*** Extracted material ***

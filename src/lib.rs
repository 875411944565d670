// SPDX-License-Identifier: MPL-2.0
// This Source Code Form is subject to the terms of the Mozilla Public
// License, v. 2.0. If a copy of the MPL was not distributed with this
// file, You can obtain one at https://mozilla.org/MPL/2.0/.

//! `bond_watch` - Shared async stream of Bluetooth bonding outcomes.
//!
//! The host platform reports every bond state transition of every remote
//! device through a broadcast API. This library registers one listener for
//! those broadcasts, keeps only transitions that conclude a bonding attempt
//! (`BONDING -> BONDED` and `BONDING -> NONE`), and fans them out to any
//! number of async subscribers.
//!
//! # Lifecycle
//!
//! - The platform listener is registered when the first subscriber attaches.
//! - All subscribers share that single registration.
//! - The listener is unregistered when the last subscriber is dropped,
//!   whether it finished, faulted, or its task was cancelled.
//! - The stream is live: late subscribers do not see earlier changes.
//!
//! # Quick Start
//!
//! Implement [`BondNotifier`](platform::BondNotifier) over the host's
//! broadcast registration API, or use the in-process
//! [`LoopbackNotifier`](platform::LoopbackNotifier):
//!
//! ```
//! use bond_watch::BondStateBridge;
//! use bond_watch::platform::LoopbackNotifier;
//! use bond_watch::types::BondState;
//! use std::sync::Arc;
//!
//! #[tokio::main(flavor = "current_thread")]
//! async fn main() -> bond_watch::Result<()> {
//!     let notifier = Arc::new(LoopbackNotifier::new());
//!     let bridge = BondStateBridge::new(notifier.clone());
//!
//!     let mut changes = bridge.subscribe();
//!
//!     notifier.notify(BondState::None, BondState::Bonding); // ignored
//!     notifier.notify(BondState::Bonding, BondState::Bonded);
//!
//!     if let Some(change) = changes.recv().await {
//!         println!("{}", change?);
//!     }
//!     Ok(())
//! }
//! ```

pub mod bridge;
pub mod config;
pub mod error;
pub mod event;
pub mod platform;
pub mod types;

pub use bridge::{BondStateBridge, BondStateSubscription};
pub use config::BridgeConfig;
pub use error::{Error, RegistrationError, Result, ValueError};
pub use event::BondStateChange;
pub use platform::{BondNotifier, LoopbackNotifier, NotificationFilter, RawBondNotification};
pub use types::BondState;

*** End of Extracted material ***

▶ **Requirement**
Return, exactly as written, only those lines that run from the one with "a bonding attempt" to the last line of the data, both of those lines included.

▶ **Response to the task**
//! those broadcasts, keeps only transitions that conclude a bonding attempt
//! (`BONDING -> BONDED` and `BONDING -> NONE`), and fans them out to any
//! number of async subscribers.
//!
//! # Lifecycle
//!
//! - The platform listener is registered when the first subscriber attaches.
//! - All subscribers share that single registration.
//! - The listener is unregistered when the last subscriber is dropped,
//!   whether it finished, faulted, or its task was cancelled.
//! - The stream is live: late subscribers do not see earlier changes.
//!
//! # Quick Start
//!
//! Implement [`BondNotifier`](platform::BondNotifier) over the host's
//! broadcast registration API, or use the in-process
//! [`LoopbackNotifier`](platform::LoopbackNotifier):
//!
//! ```
//! use bond_watch::BondStateBridge;
//! use bond_watch::platform::LoopbackNotifier;
//! use bond_watch::types::BondState;
//! use std::sync::Arc;
//!
//! #[tokio::main(flavor = "current_thread")]
//! async fn main() -> bond_watch::Result<()> {
//!     let notifier = Arc::new(LoopbackNotifier::new());
//!     let bridge = BondStateBridge::new(notifier.clone());
//!
//!     let mut changes = bridge.subscribe();
//!
//!     notifier.notify(BondState::None, BondState::Bonding); // ignored
//!     notifier.notify(BondState::Bonding, BondState::Bonded);
//!
//!     if let Some(change) = changes.recv().await {
//!         println!("{}", change?);
//!     }
//!     Ok(())
//! }
//! ```

pub mod bridge;
pub mod config;
pub mod error;
pub mod event;
pub mod platform;
pub mod types;

pub use bridge::{BondStateBridge, BondStateSubscription};
pub use config::BridgeConfig;
pub use error::{Error, RegistrationError, Result, ValueError};
pub use event::BondStateChange;
pub use platform::{BondNotifier, LoopbackNotifier, NotificationFilter, RawBondNotification};
pub use types::BondState;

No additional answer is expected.